Admins weigh racial privilege

Monica Millay, Contributing Writer

Within the context of predominantly white administrators in a more diverse student body, White Administrators Talk Race seeks to provide a space to discuss racialized topics. The administrators delve into and develop their roles as allies in response to racial tensions such as the actions in Ferguson, Missouri.

WATR is a discussion group that meets every other week in the Center for Multicultural Education and Programs. This is the first semester the group has met.

Justin Lerner, an administrator who attends WATR meetings, said he finds the space and dialogue useful to becoming a better ally.

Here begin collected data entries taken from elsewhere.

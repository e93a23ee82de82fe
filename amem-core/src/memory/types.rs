//! Note records, provenance and evolution history types.

use chrono::{DateTime, Local, NaiveDateTime, Utc};
use serde::{Deserialize, Serialize};
use std::collections::BTreeSet;

use crate::error::{Error, Result};

/// Logical timestamp format carried by every note (`YYYYMMDDHHmm`).
pub const TIMESTAMP_FORMAT: &str = "%Y%m%d%H%M";

/// Category assigned when the caller does not supply one.
pub const DEFAULT_CATEGORY: &str = "Uncategorized";

/// Unique identifier for a note.
///
/// Ids are assigned by the note store in increasing order and are never
/// reused, so ordering by id is ordering by creation.
#[derive(
    Debug, Clone, Copy, Default, PartialEq, Eq, Hash, PartialOrd, Ord, Serialize, Deserialize,
)]
#[serde(transparent)]
pub struct NoteId(pub u64);

impl NoteId {
    pub fn as_u64(&self) -> u64 {
        self.0
    }
}

impl std::fmt::Display for NoteId {
    fn fmt(&self, f: &mut std::fmt::Formatter<'_>) -> std::fmt::Result {
        write!(f, "{}", self.0)
    }
}

impl From<u64> for NoteId {
    fn from(id: u64) -> Self {
        Self(id)
    }
}

/// Where a field's current value came from.
#[derive(Debug, Clone, Copy, Default, PartialEq, Eq, Serialize, Deserialize)]
#[serde(rename_all = "snake_case")]
pub enum Provenance {
    /// Supplied by the caller; evolution must not replace it.
    Pinned,
    /// Produced by the attribute synthesizer.
    Synthesized,
    /// Filled with a default because nothing else was available.
    #[default]
    Defaulted,
}

impl Provenance {
    pub fn is_pinned(&self) -> bool {
        matches!(self, Self::Pinned)
    }
}

/// Per-field provenance of a note's descriptive attributes.
#[derive(Debug, Clone, Default, PartialEq, Eq, Serialize, Deserialize)]
pub struct FieldProvenance {
    pub context: Provenance,
    pub keywords: Provenance,
    pub tags: Provenance,
    pub category: Provenance,
}

/// A note attribute, used to describe what an evolution pass changed.
#[derive(Debug, Clone, Copy, PartialEq, Eq, Hash, PartialOrd, Ord, Serialize, Deserialize)]
#[serde(rename_all = "snake_case")]
pub enum NoteAttribute {
    Content,
    Timestamp,
    Keywords,
    Tags,
    Context,
    Category,
    Links,
}

impl std::fmt::Display for NoteAttribute {
    fn fmt(&self, f: &mut std::fmt::Formatter<'_>) -> std::fmt::Result {
        match self {
            Self::Content => write!(f, "content"),
            Self::Timestamp => write!(f, "timestamp"),
            Self::Keywords => write!(f, "keywords"),
            Self::Tags => write!(f, "tags"),
            Self::Context => write!(f, "context"),
            Self::Category => write!(f, "category"),
            Self::Links => write!(f, "links"),
        }
    }
}

/// A candidate that an evolution pass dropped, with the reason.
#[derive(Debug, Clone, PartialEq, Eq, Serialize, Deserialize)]
pub struct SkippedCandidate {
    pub id: NoteId,
    pub reason: String,
}

/// One entry in a note's evolution history.
///
/// History is informational: it is appended, never rewritten or replayed.
#[derive(Debug, Clone, PartialEq, Serialize, Deserialize)]
pub struct EvolutionEvent {
    /// When the pass committed
    pub at: DateTime<Utc>,
    /// Note whose write triggered the pass
    pub trigger: NoteId,
    /// Neighbors newly linked to this note
    #[serde(default)]
    pub linked: Vec<NoteId>,
    /// Neighbors whose attributes were changed by the pass
    #[serde(default)]
    pub updated: Vec<NoteId>,
    /// Attributes of this note that the pass changed
    #[serde(default)]
    pub changed: Vec<NoteAttribute>,
    /// Candidates dropped by the pass
    #[serde(default)]
    pub skipped: Vec<SkippedCandidate>,
    /// Whether some candidates could not be processed
    #[serde(default)]
    pub partial: bool,
    /// Why the pass stopped before judging any candidate
    #[serde(default, skip_serializing_if = "Option::is_none")]
    pub failure: Option<String>,
}

impl EvolutionEvent {
    pub fn new(trigger: NoteId) -> Self {
        Self {
            at: Utc::now(),
            trigger,
            linked: Vec::new(),
            updated: Vec::new(),
            changed: Vec::new(),
            skipped: Vec::new(),
            partial: false,
            failure: None,
        }
    }

    /// True when the pass recorded nothing but its own occurrence.
    pub fn is_noop(&self) -> bool {
        self.linked.is_empty() && self.updated.is_empty() && self.changed.is_empty()
    }
}

/// A memory note.
#[derive(Debug, Clone, PartialEq, Serialize, Deserialize)]
pub struct MemoryNote {
    /// Store-assigned id (zero until created)
    pub id: NoteId,
    /// Text body
    pub content: String,
    /// Logical time, `YYYYMMDDHHmm`
    pub timestamp: String,
    pub keywords: BTreeSet<String>,
    pub tags: BTreeSet<String>,
    /// Short summary of the note
    pub context: String,
    pub category: String,
    /// Linked neighbors; only the evolution engine writes this
    pub links: BTreeSet<NoteId>,
    pub evolution_history: Vec<EvolutionEvent>,
    pub provenance: FieldProvenance,
    pub created_at: DateTime<Utc>,
    pub updated_at: DateTime<Utc>,
}

impl MemoryNote {
    /// Create an unsaved note with default attributes.
    pub fn new(content: impl Into<String>) -> Self {
        let now = Utc::now();
        Self {
            id: NoteId::default(),
            content: content.into(),
            timestamp: current_timestamp(),
            keywords: BTreeSet::new(),
            tags: BTreeSet::new(),
            context: String::new(),
            category: DEFAULT_CATEGORY.to_string(),
            links: BTreeSet::new(),
            evolution_history: Vec::new(),
            provenance: FieldProvenance::default(),
            created_at: now,
            updated_at: now,
        }
    }

    pub fn with_tags<I, S>(mut self, tags: I) -> Self
    where
        I: IntoIterator<Item = S>,
        S: Into<String>,
    {
        self.tags = tags.into_iter().map(Into::into).collect();
        self.provenance.tags = Provenance::Pinned;
        self
    }

    pub fn with_keywords<I, S>(mut self, keywords: I) -> Self
    where
        I: IntoIterator<Item = S>,
        S: Into<String>,
    {
        self.keywords = keywords.into_iter().map(Into::into).collect();
        self.provenance.keywords = Provenance::Pinned;
        self
    }

    pub fn with_context(mut self, context: impl Into<String>) -> Self {
        self.context = context.into();
        self.provenance.context = Provenance::Pinned;
        self
    }

    pub fn with_category(mut self, category: impl Into<String>) -> Self {
        self.category = category.into();
        self.provenance.category = Provenance::Pinned;
        self
    }

    pub fn with_timestamp(mut self, timestamp: impl Into<String>) -> Self {
        self.timestamp = timestamp.into();
        self
    }

    pub fn has_link(&self, id: NoteId) -> bool {
        self.links.contains(&id)
    }

    /// Add a link. Returns whether the set changed; self-links are refused.
    pub fn link(&mut self, id: NoteId) -> bool {
        if id == self.id {
            return false;
        }
        self.links.insert(id)
    }

    /// Remove a link. Returns whether the set changed.
    pub fn unlink(&mut self, id: NoteId) -> bool {
        self.links.remove(&id)
    }

    /// Union keywords into the note. Returns whether anything was added.
    pub fn merge_keywords<'a>(&mut self, keywords: impl IntoIterator<Item = &'a String>) -> bool {
        merge_into(&mut self.keywords, keywords)
    }

    /// Union tags into the note. Returns whether anything was added.
    pub fn merge_tags<'a>(&mut self, tags: impl IntoIterator<Item = &'a String>) -> bool {
        merge_into(&mut self.tags, tags)
    }

    /// Replace the context unless it is pinned. Returns whether it changed.
    pub fn refine_context(&mut self, context: &str) -> bool {
        let context = context.trim();
        if self.provenance.context.is_pinned() || context.is_empty() || self.context == context {
            return false;
        }
        self.context = context.to_string();
        self.provenance.context = Provenance::Synthesized;
        true
    }
}

fn merge_into<'a>(
    target: &mut BTreeSet<String>,
    items: impl IntoIterator<Item = &'a String>,
) -> bool {
    let mut changed = false;
    for item in items {
        let item = item.trim();
        if !item.is_empty() && !target.contains(item) {
            target.insert(item.to_string());
            changed = true;
        }
    }
    changed
}

/// Caller input for creating a note.
#[derive(Debug, Clone, Default, Serialize, Deserialize)]
pub struct NewNote {
    pub content: String,
    pub tags: Option<Vec<String>>,
    pub keywords: Option<Vec<String>>,
    pub context: Option<String>,
    pub category: Option<String>,
    pub timestamp: Option<String>,
}

impl NewNote {
    pub fn new(content: impl Into<String>) -> Self {
        Self {
            content: content.into(),
            ..Self::default()
        }
    }

    pub fn with_tags<I, S>(mut self, tags: I) -> Self
    where
        I: IntoIterator<Item = S>,
        S: Into<String>,
    {
        self.tags = Some(tags.into_iter().map(Into::into).collect());
        self
    }

    pub fn with_keywords<I, S>(mut self, keywords: I) -> Self
    where
        I: IntoIterator<Item = S>,
        S: Into<String>,
    {
        self.keywords = Some(keywords.into_iter().map(Into::into).collect());
        self
    }

    pub fn with_context(mut self, context: impl Into<String>) -> Self {
        self.context = Some(context.into());
        self
    }

    pub fn with_category(mut self, category: impl Into<String>) -> Self {
        self.category = Some(category.into());
        self
    }

    pub fn with_timestamp(mut self, timestamp: impl Into<String>) -> Self {
        self.timestamp = Some(timestamp.into());
        self
    }

    /// Whether the synthesizer is needed to fill omitted attributes.
    pub fn needs_synthesis(&self) -> bool {
        self.context.is_none() || self.keywords.is_none() || self.tags.is_none()
    }
}

/// Caller input for updating a note. Only `Some` fields are written.
#[derive(Debug, Clone, Default, Serialize, Deserialize)]
pub struct NoteUpdate {
    pub content: Option<String>,
    pub tags: Option<Vec<String>>,
    pub keywords: Option<Vec<String>>,
    pub context: Option<String>,
    pub category: Option<String>,
    pub timestamp: Option<String>,
}

impl NoteUpdate {
    pub fn new() -> Self {
        Self::default()
    }

    pub fn content(mut self, content: impl Into<String>) -> Self {
        self.content = Some(content.into());
        self
    }

    pub fn tags<I, S>(mut self, tags: I) -> Self
    where
        I: IntoIterator<Item = S>,
        S: Into<String>,
    {
        self.tags = Some(tags.into_iter().map(Into::into).collect());
        self
    }

    pub fn keywords<I, S>(mut self, keywords: I) -> Self
    where
        I: IntoIterator<Item = S>,
        S: Into<String>,
    {
        self.keywords = Some(keywords.into_iter().map(Into::into).collect());
        self
    }

    pub fn context(mut self, context: impl Into<String>) -> Self {
        self.context = Some(context.into());
        self
    }

    pub fn category(mut self, category: impl Into<String>) -> Self {
        self.category = Some(category.into());
        self
    }

    pub fn timestamp(mut self, timestamp: impl Into<String>) -> Self {
        self.timestamp = Some(timestamp.into());
        self
    }

    pub fn is_empty(&self) -> bool {
        self.content.is_none()
            && self.tags.is_none()
            && self.keywords.is_none()
            && self.context.is_none()
            && self.category.is_none()
            && self.timestamp.is_none()
    }

    /// Whether this update must trigger an evolution pass.
    pub fn triggers_evolution(&self) -> bool {
        self.content.is_some()
            || self.tags.is_some()
            || self.keywords.is_some()
            || self.category.is_some()
    }

    /// Apply caller fields to a note, pinning everything written.
    ///
    /// Returns the attributes that actually changed.
    pub fn apply_to(&self, note: &mut MemoryNote) -> Vec<NoteAttribute> {
        let mut changed = Vec::new();

        if let Some(content) = &self.content {
            if note.content != *content {
                note.content = content.clone();
                changed.push(NoteAttribute::Content);
            }
        }
        if let Some(timestamp) = &self.timestamp {
            if note.timestamp != *timestamp {
                note.timestamp = timestamp.clone();
                changed.push(NoteAttribute::Timestamp);
            }
        }
        if let Some(keywords) = &self.keywords {
            let keywords: BTreeSet<String> = keywords.iter().cloned().collect();
            if note.keywords != keywords {
                note.keywords = keywords;
                changed.push(NoteAttribute::Keywords);
            }
            note.provenance.keywords = Provenance::Pinned;
        }
        if let Some(tags) = &self.tags {
            let tags: BTreeSet<String> = tags.iter().cloned().collect();
            if note.tags != tags {
                note.tags = tags;
                changed.push(NoteAttribute::Tags);
            }
            note.provenance.tags = Provenance::Pinned;
        }
        if let Some(context) = &self.context {
            if note.context != *context {
                note.context = context.clone();
                changed.push(NoteAttribute::Context);
            }
            note.provenance.context = Provenance::Pinned;
        }
        if let Some(category) = &self.category {
            if note.category != *category {
                note.category = category.clone();
                changed.push(NoteAttribute::Category);
            }
            note.provenance.category = Provenance::Pinned;
        }

        changed
    }
}

/// Current local time in the note timestamp format.
pub fn current_timestamp() -> String {
    Local::now().format(TIMESTAMP_FORMAT).to_string()
}

/// Check that a timestamp matches `YYYYMMDDHHmm` and is a real date.
pub fn validate_timestamp(timestamp: &str) -> Result<()> {
    if timestamp.len() != 12 || !timestamp.bytes().all(|b| b.is_ascii_digit()) {
        return Err(Error::InvalidInput(format!(
            "timestamp must be YYYYMMDDHHmm, got {:?}",
            timestamp
        )));
    }
    NaiveDateTime::parse_from_str(timestamp, TIMESTAMP_FORMAT)
        .map(|_| ())
        .map_err(|e| Error::InvalidInput(format!("invalid timestamp {:?}: {}", timestamp, e)))
}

“I attend WATR because I like having a space where I can process and discuss my white privilege with other administrators,” Lerner said. “In light of the recent Ferguson decision, I think it’s even more imperative for white administrators to understand their own power and privilege and how they can use that privilege to be good allies to people of color and to effect positive change.”

Co-facilitator and study-away advisor Miriam Halsey said WATR is a way to talk about white privilege and ideas of racism. A white administrator herself, Halsey said the group engages in ways to develop themselves as individuals as well as support colleagues and students of color.

Co-facilitator Brittany Bummer, an administrative assistant in the Office of the Vice President of Student Global Affairs and a part-time graduate student in Steinhardt, explained that the group started as the administrative staff’s counterpart to the student discussion group Unpacking Whiteness, which meets every other Wednesday from noon to 1 p.m. in the CMEP Student Lounge in the Kimmel Center for University Life.

Halsey saw the need for this dialogue to be initiated among administrators, not just students.

“There is a lot of programming for students at NYU, obviously, but I think that staff administrators also want to be a part of the conversation,” Halsey said.

The group has consistent attendees, as well as new faces each week.

“So far it’s been mostly white people,” Bummer said. “But it’s definitely open to everybody. I think, because of the name, it has been mostly white people.”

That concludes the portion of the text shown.